:: Problem description ::
What appears from the first line of the data below through the line containing "to any PolicyPort", both included, should be copied exactly, and nothing else.

/---

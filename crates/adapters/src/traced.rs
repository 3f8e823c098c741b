// SPDX-License-Identifier: BUSL-1.1
// Copyright (c) 2026 Alfred Jean LLC

//! Traced adapter wrappers for consistent observability

use crate::policy::{PolicyPort, PortError};
use async_trait::async_trait;
use dnd_core::FilterLevel;
use tracing::Instrument;

/// Wrapper that adds tracing to any PolicyPort
#[derive(Clone)]
pub struct TracedPolicy<P> {
    inner: P,
}

impl<P> TracedPolicy<P> {
    pub fn new(inner: P) -> Self {
        Self { inner }
    }

    pub fn inner(&self) -> &P {
        &self.inner
    }
}

#[async_trait]
impl<P: PolicyPort> PolicyPort for TracedPolicy<P> {
    fn supports_policy_control(&self) -> bool {
        let supported = self.inner.supports_policy_control();
        tracing::trace!(supported, "policy control gate");
        supported
    }

    async fn has_authority(&self) -> Result<bool, PortError> {
        let result = self.inner.has_authority().await;
        tracing::info_span!("policy.authority").in_scope(|| match &result {
            Ok(granted) => tracing::debug!(granted, "checked"),
            Err(e) => tracing::error!(error = %e, "authority check failed"),
        });
        result
    }

    async fn open_authority_settings(&self) -> Result<(), PortError> {
        async {
            tracing::info!("opening authority settings");
            let result = self.inner.open_authority_settings().await;
            if let Err(ref e) = result {
                tracing::error!(error = %e, "settings launch failed");
            }
            result
        }
        .instrument(tracing::info_span!("policy.request"))
        .await
    }

    async fn current_filter(&self) -> Result<FilterLevel, PortError> {
        let result = self.inner.current_filter().await;
        tracing::info_span!("policy.get_filter").in_scope(|| match &result {
            Ok(level) => tracing::debug!(%level, "read"),
            Err(e) => tracing::error!(error = %e, "filter read failed"),
        });
        result
    }

    async fn set_filter(&self, level: FilterLevel) -> Result<(), PortError> {
        async {
            tracing::info!("applying");
            let start = std::time::Instant::now();
            let result = self.inner.set_filter(level).await;
            let elapsed_ms = start.elapsed().as_millis() as u64;
            match &result {
                Ok(()) => tracing::info!(elapsed_ms, "filter applied"),
                Err(e) => tracing::warn!(elapsed_ms, error = %e, "set_filter rejected"),
            }
            result
        }
        .instrument(tracing::info_span!("policy.set_filter", %level))
        .await
    }
}

#[cfg(test)]
#[path = "traced_tests.rs"]
mod tests;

\---

:: Exercise response ::
filename crates/adapters/src/traced.rs
repository 3f8e823c098c741b
// SPDX-License-Identifier: BUSL-1.1
// Copyright (c) 2026 Alfred Jean LLC

//! Traced adapter wrappers for consistent observability

use crate::policy::{PolicyPort, PortError};
use async_trait::async_trait;
use dnd_core::FilterLevel;
use tracing::Instrument;

/// Wrapper that adds tracing to any PolicyPort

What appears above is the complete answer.